KrisS1 (California)
Posts: 12
Posts: 12
Posted:
We are a self-managed community. I'm a Director and have been on the board for over six years.
Our recent election brought in 3 new board members, none having HOA experience. In reading some of my other posts, you might have read that I was pretty excited about this, as two of the three outgoing board members were what you might call "dead wood" and they were done with the responsibility of being a board member. Being self-managed, there is no formal training for board positions. That being said, from the time I've been involved, for the most part, it's been the same people on the board in the positions of President, Vice P., Treasurer and Secretary. The people in these positions knew their jobs, followed the governing docs, Davis-Stirling, etc. They knew they had a fiduciary responsibility and took it seriously.
The three new board members recently met for board orientation. I created very detailed manuals for various board positions (thank you Tim and Richard for you help!). Personally, I think the manuals turned out great and I was very excited to provide them to the new directors. The manuals were something we were all in agreement that needed to be created.
That being said, as our orientation meeting progressed, one of the new members announced that they felt we didn't have to abide by Davis-Stirling because we are a community of townhomes and not condos. HUH? They felt that Davis-Stirling only applied to condos. I tried explaining about PUD's .... got nowhere. This director went on to say Davis-Stirling is a law form (they were confusing it with the Adams-Stirling website). Total confusion. This same new board member is questioning common area and arguing that they have complete ownership of decks, patios, etc. No, the Association owns the common area, but they have the use of it. They didn't like hearing that and said they would "look into it". There was more that I won't mention here but I was pretty appalled at heresay and accusations. I'm thinking some, if not all, of these new directors are not rule followers. I am and the other board member is and it's coming to a head with these 3 new inexperienced board members.
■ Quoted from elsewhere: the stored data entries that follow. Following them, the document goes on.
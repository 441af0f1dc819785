use std::cmp::Ordering;

/// An element of a ring.
/// This exists mostly for convenience, so we can call `e.is_zero` on ring
/// elements without having a reference to the ring around.
pub trait RingElement: 'static + Clone + PartialEq + std::fmt::Debug + std::fmt::Display {
    /// Returns the "zero" element of the ring.
    fn zero() -> Self;

    /// Is the given element "zero"?
    fn is_zero(&self) -> bool;

    /// Returns the "one" element of the ring.
    fn one() -> Self;

    /// Is the given element "one"?
    fn is_one(&self) -> bool;
}

macro_rules! impl_ring_element {
    ($t:ident) => {
        impl RingElement for $t {
            fn zero() -> Self {
                Zero::zero()
            }

            fn is_zero(&self) -> bool {
                Zero::is_zero(self)
            }

            fn one() -> Self {
                One::one()
            }

            fn is_one(&self) -> bool {
                One::is_one(self)
            }
        }
    };
}

pub(crate) use impl_ring_element;

/// A ring.
///
/// An instance of the ring is passed to every function doing arithmetic on
/// its elements. For [`super::Z`] and [`super::Q`] the instance is a unit
/// struct, but it keeps the matrix and vector code independent of the
/// element type.
pub trait Ring: 'static + Clone + PartialEq + Eq + std::fmt::Debug {
    /// The type of the elements of the ring.
    type Element: RingElement;

    /// Returns the "zero" element of the ring.
    fn zero() -> Self::Element {
        Self::Element::zero()
    }

    /// Returns the "one" element of the ring.
    fn one() -> Self::Element {
        Self::Element::one()
    }

    /// Negates the element in place.
    fn neg_assign(&self, e: &mut Self::Element);

    /// Negates the element, i.e. computes `0 - e`.
    fn neg(&self, mut e: Self::Element) -> Self::Element {
        self.neg_assign(&mut e);
        e
    }

    /// Add an element to another element.
    fn add_assign(&self, l: &mut Self::Element, r: &Self::Element);

    /// Add two elements.
    fn add(&self, mut l: Self::Element, r: &Self::Element) -> Self::Element {
        self.add_assign(&mut l, r);
        l
    }

    /// Subtract one element from another.
    fn sub_assign(&self, l: &mut Self::Element, r: &Self::Element);

    /// Subtract one element from another.
    fn sub(&self, mut l: Self::Element, r: &Self::Element) -> Self::Element {
        self.sub_assign(&mut l, r);
        l
    }

    /// Multiply two elements.
    fn mul_assign(&self, l: &mut Self::Element, r: &Self::Element);

    /// Multiply two elements.
    fn mul(&self, mut l: Self::Element, r: &Self::Element) -> Self::Element {
        self.mul_assign(&mut l, r);
        l
    }

    /// Multiply two elements and add the result to another element.
    fn mul_add_assign(
        &self,
        acc: &mut Self::Element,
        a: &Self::Element,
        b: &Self::Element,
    ) {
        self.add_assign(acc, &self.mul(a.clone(), b))
    }

    /// Check if an element is a unit.
    fn is_unit(&self, e: &Self::Element) -> bool;
}

/// A field.
pub trait Field: Ring {
    /// Divide an element by another element.
    fn div_assign(&self, l: &mut Self::Element, r: &Self::Element);

    /// Divide an element by another element.
    fn div(&self, mut l: Self::Element, r: &Self::Element) -> Self::Element {
        self.div_assign(&mut l, r);
        l
    }
}

/// A ring where you can compare two elements.
///
/// The reductions in [`crate::hnf`] and [`crate::snf`] pick pivots by
/// [`OrderedRing::cmp_abs`] and normalize signs with
/// [`OrderedRing::is_negative`].
pub trait OrderedRing: Ring {
    /// Compare two elements.
    fn cmp(&self, l: &Self::Element, r: &Self::Element) -> Ordering;

    /// Is the given element less than 0?
    fn is_negative(&self, e: &Self::Element) -> bool {
        self.cmp(e, &Self::zero()).is_lt()
    }

    /// Compute the absolute value of the element in place.
    fn abs_assign(&self, e: &mut Self::Element) {
        if self.is_negative(e) {
            self.neg_assign(e);
        }
    }

    /// Compute the absolute value of the element.
    fn abs(&self, mut e: Self::Element) -> Self::Element {
        self.abs_assign(&mut e);
        e
    }

    /// Compare the absolute value of two elements.
    fn cmp_abs(&self, l: &Self::Element, r: &Self::Element) -> Ordering {
        self.cmp(&self.abs(l.clone()), &self.abs(r.clone()))
    }
}

/// A ring where you can do integer division.
///
/// This is needed by the reduction algorithms, which rely on the remainder
/// of [`IntDivRing::euclidean_div`] being non-negative.
pub trait IntDivRing: OrderedRing {
    /// Divide two elements such that the remainder is non-negative.
    fn euclidean_div(l: &Self::Element, r: &Self::Element) -> Self::Element;

    /// Compute the remainder of the euclidean division.
    fn euclidean_rem(l: &Self::Element, r: &Self::Element) -> Self::Element;
}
The treasurer just called for an executive session less than 4 days before our board meeting to discuss topics that are not to be on an executive session agenda, but rather can be addressed in a board meeting (frequency of meetings for example). When I told the treasurer that only a President, VP, Secretary or 2 directors could call an executive session, this person went back and got 2 other directors to call the meeting with them. Still, as I said, the topics are not for executive session and we are less than 4 days notice prior to our board meeting.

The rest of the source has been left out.